Com a aplicação da comunicação não violenta, o Poder Judiciário deixa de agir em função apenas do que estava previsto na lei, para adotar uma postura educativa. Nas palestras, é mostrado que o ambiente familiar não precisa ser de conflito, mas de aproximação.
“Mesmo com um conflito, é possível chegar a um denominador comum. É preciso usar uma comunicação que seja para aproximar, aconchegar, para transmitir direitos e pacificar relações. É sobre como lidar com o ex-cônjuge com um filho nesse caminho.”

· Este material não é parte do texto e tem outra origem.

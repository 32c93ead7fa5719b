//! Terminal lifecycle: raw mode, alternate screen, and restoring both on
//! exit or panic.

use std::io::{Stdout, stdout};

use color_eyre::eyre::Result;
use crossterm::{
    ExecutableCommand, cursor,
    terminal::{self, EnterAlternateScreen, LeaveAlternateScreen},
};
use ratatui::{Terminal, backend::CrosstermBackend};

pub type Backend = CrosstermBackend<Stdout>;

/// Owns the ratatui terminal. Leaving the alternate screen happens on
/// [`exit`](Self::exit) or, failing that, on drop.
pub struct Tui {
    terminal: Terminal<Backend>,
    active: bool,
}

impl Tui {
    pub fn new() -> Result<Self> {
        let terminal = Terminal::new(CrosstermBackend::new(stdout()))?;
        Ok(Self {
            terminal,
            active: false,
        })
    }

    pub fn enter(&mut self) -> Result<()> {
        terminal::enable_raw_mode()?;
        stdout().execute(EnterAlternateScreen)?;
        stdout().execute(cursor::Hide)?;
        self.terminal.clear()?;
        self.active = true;
        Ok(())
    }

    pub fn exit(&mut self) {
        if std::mem::take(&mut self.active) {
            restore();
        }
    }

    pub fn draw<F>(&mut self, render: F) -> Result<()>
    where
        F: FnOnce(&mut ratatui::Frame),
    {
        self.terminal.draw(render)?;
        Ok(())
    }

    /// Terminal size as `(cols, rows)`.
    pub fn size(&self) -> Result<(u16, u16)> {
        let size = self.terminal.size()?;
        Ok((size.width, size.height))
    }
}

impl Drop for Tui {
    fn drop(&mut self) {
        self.exit();
    }
}

/// Best-effort restoration; every step runs even if an earlier one fails.
fn restore() {
    let _ = stdout().execute(cursor::Show);
    let _ = stdout().execute(LeaveAlternateScreen);
    let _ = terminal::disable_raw_mode();
}

/// Install color-eyre's report and panic hooks, restoring the terminal
/// before anything is printed.
pub fn install_hooks() -> Result<()> {
    let (panic_hook, eyre_hook) = color_eyre::config::HookBuilder::default()
        .display_env_section(false)
        .into_hooks();
    eyre_hook.install()?;

    let panic_hook = panic_hook.into_panic_hook();
    std::panic::set_hook(Box::new(move |info| {
        restore();
        panic_hook(info);
    }));
    Ok(())
}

A medida deu tão certo na cidade da Baixada Santista que acabou se tornando uma política pública do Conselho Nacional de Justiça (CNJ). Hoje, é possível ter acesso às oficinas mesmo sem a instauração de um processo. Elas são executadas em um único encontro de quatro horas, com explanações de expositores, debates e atividades lúdicas. O objetivo do programa é “fornecer estratégias para que os filhos consigam superar as dificuldades inerentes à fase de reorganização familiar e se adaptar à nova realidade”.
A pesquisa empreendida por Ana Claudia a fez perceber como é crucial para o desenvolvimento da sociedade a participação ativa das crianças e adolescentes. Ela também notou que os ideais da comunicação não violenta podem auxiliar nas relações humanas de forma geral: “A comunicação não violenta tem que ser uma base para muitas coisas na vida, não só em projetos do Judiciário, mas na imprensa, na educação, no Legislativo, no Executivo. Acho que a comunicação não violenta deveria ser um mote para a gente viver”.